● **Working data**:

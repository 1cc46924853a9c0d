//! ghosttouchd: the privileged input helper.
//!
//! Runs as root, binds the helper socket, connects to the virtual-HID
//! service, and serves one client at a time until signalled. Startup is the
//! only phase allowed to fail; see `core-daemon` for the runtime posture.

use std::path::PathBuf;
use std::sync::Once;

use anyhow::{Context, Result};
use clap::Parser;
use core_config::{DAEMON_SOCKET_PATH, Tunables, VHID_SERVER_DIR};
use core_daemon::{Daemon, DaemonConfig, SystemConsoleUser};
use tracing::info;
use tracing_appender::non_blocking::WorkerGuard;

/// CLI arguments.
#[derive(Parser, Debug)]
#[command(name = "ghosttouchd", version, about = "ghosttouch privileged input helper")]
struct Args {
    /// Helper socket path.
    #[arg(long, default_value = DAEMON_SOCKET_PATH)]
    socket_path: PathBuf,
    /// Virtual-HID service socket directory.
    #[arg(long, default_value = VHID_SERVER_DIR)]
    server_dir: PathBuf,
    /// Settings file overriding the discovered one.
    #[arg(long)]
    config: Option<PathBuf>,
    /// Directory for the daemon log file; stderr when omitted.
    #[arg(long)]
    log_dir: Option<PathBuf>,
}

fn configure_logging(args: &Args) -> Option<WorkerGuard> {
    let filter = tracing_subscriber::EnvFilter::from_default_env();
    match &args.log_dir {
        Some(dir) => {
            let appender = tracing_appender::rolling::never(dir, "ghosttouchd.log");
            let (writer, guard) = tracing_appender::non_blocking(appender);
            let _ = tracing_subscriber::fmt()
                .with_env_filter(filter)
                .with_writer(writer)
                .with_ansi(false)
                .try_init();
            Some(guard)
        }
        None => {
            let _ = tracing_subscriber::fmt()
                .with_env_filter(filter)
                .with_writer(std::io::stderr)
                .try_init();
            None
        }
    }
}

fn install_panic_hook() {
    static HOOK: Once = Once::new();
    HOOK.call_once(|| {
        let default_panic = std::panic::take_hook();
        std::panic::set_hook(Box::new(move |info| {
            tracing::error!(target: "runtime.panic", ?info, "panic");
            default_panic(info);
        }));
    });
}

#[cfg(target_os = "macos")]
fn cursor() -> Box<dyn core_cursor::CursorControl + Send + Sync> {
    Box::new(core_cursor::QuartzCursor::new())
}

#[cfg(not(target_os = "macos"))]
fn cursor() -> Box<dyn core_cursor::CursorControl + Send + Sync> {
    Box::new(core_cursor::UnsupportedCursor)
}

fn main() -> Result<()> {
    let args = Args::parse();
    let _log_guard = configure_logging(&args);
    install_panic_hook();

    info!(
        target: "runtime",
        socket = %args.socket_path.display(),
        server_dir = %args.server_dir.display(),
        "startup"
    );

    let tunables = match &args.config {
        Some(path) => Tunables::load_from(path),
        None => Tunables::load(),
    };

    let daemon = Daemon::new(
        DaemonConfig {
            socket_path: args.socket_path,
            server_dir: args.server_dir,
            tunables,
        },
        cursor(),
        Box::new(SystemConsoleUser),
    )
    .context("daemon startup")?;
    daemon.install_signal_handlers()?;
    daemon.run()
}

● **Problem to work on**:
Repeat the material above exactly.

● **Exercise solution**:
repository 1cc46924853a9c0d
//! ghosttouchd: the privileged input helper.
//!
//! Runs as root, binds the helper socket, connects to the virtual-HID
//! service, and serves one client at a time until signalled. Startup is the
//! only phase allowed to fail; see `core-daemon` for the runtime posture.

use std::path::PathBuf;
use std::sync::Once;

use anyhow::{Context, Result};
use clap::Parser;
use core_config::{DAEMON_SOCKET_PATH, Tunables, VHID_SERVER_DIR};
use core_daemon::{Daemon, DaemonConfig, SystemConsoleUser};
use tracing::info;
use tracing_appender::non_blocking::WorkerGuard;

/// CLI arguments.
#[derive(Parser, Debug)]
#[command(name = "ghosttouchd", version, about = "ghosttouch privileged input helper")]
struct Args {
    /// Helper socket path.
    #[arg(long, default_value = DAEMON_SOCKET_PATH)]
    socket_path: PathBuf,
    /// Virtual-HID service socket directory.
    #[arg(long, default_value = VHID_SERVER_DIR)]
    server_dir: PathBuf,
    /// Settings file overriding the discovered one.
    #[arg(long)]
    config: Option<PathBuf>,
    /// Directory for the daemon log file; stderr when omitted.
    #[arg(long)]
    log_dir: Option<PathBuf>,
}

fn configure_logging(args: &Args) -> Option<WorkerGuard> {
    let filter = tracing_subscriber::EnvFilter::from_default_env();
    match &args.log_dir {
        Some(dir) => {
            let appender = tracing_appender::rolling::never(dir, "ghosttouchd.log");
            let (writer, guard) = tracing_appender::non_blocking(appender);
            let _ = tracing_subscriber::fmt()
                .with_env_filter(filter)
                .with_writer(writer)
                .with_ansi(false)
                .try_init();
            Some(guard)
        }
        None => {
            let _ = tracing_subscriber::fmt()
                .with_env_filter(filter)
                .with_writer(std::io::stderr)
                .try_init();
            None
        }
    }
}

fn install_panic_hook() {
    static HOOK: Once = Once::new();
    HOOK.call_once(|| {
        let default_panic = std::panic::take_hook();
        std::panic::set_hook(Box::new(move |info| {
            tracing::error!(target: "runtime.panic", ?info, "panic");
            default_panic(info);
        }));
    });
}

#[cfg(target_os = "macos")]
fn cursor() -> Box<dyn core_cursor::CursorControl + Send + Sync> {
    Box::new(core_cursor::QuartzCursor::new())
}

#[cfg(not(target_os = "macos"))]
fn cursor() -> Box<dyn core_cursor::CursorControl + Send + Sync> {
    Box::new(core_cursor::UnsupportedCursor)
}

fn main() -> Result<()> {
    let args = Args::parse();
    let _log_guard = configure_logging(&args);
    install_panic_hook();

    info!(
        target: "runtime",
        socket = %args.socket_path.display(),
        server_dir = %args.server_dir.display(),
        "startup"
    );

    let tunables = match &args.config {
        Some(path) => Tunables::load_from(path),
        None => Tunables::load(),
    };

    let daemon = Daemon::new(
        DaemonConfig {
            socket_path: args.socket_path,
            server_dir: args.server_dir,
            tunables,
        },
        cursor(),
        Box::new(SystemConsoleUser),
    )
    .context("daemon startup")?;
    daemon.install_signal_handlers()?;
    daemon.run()
}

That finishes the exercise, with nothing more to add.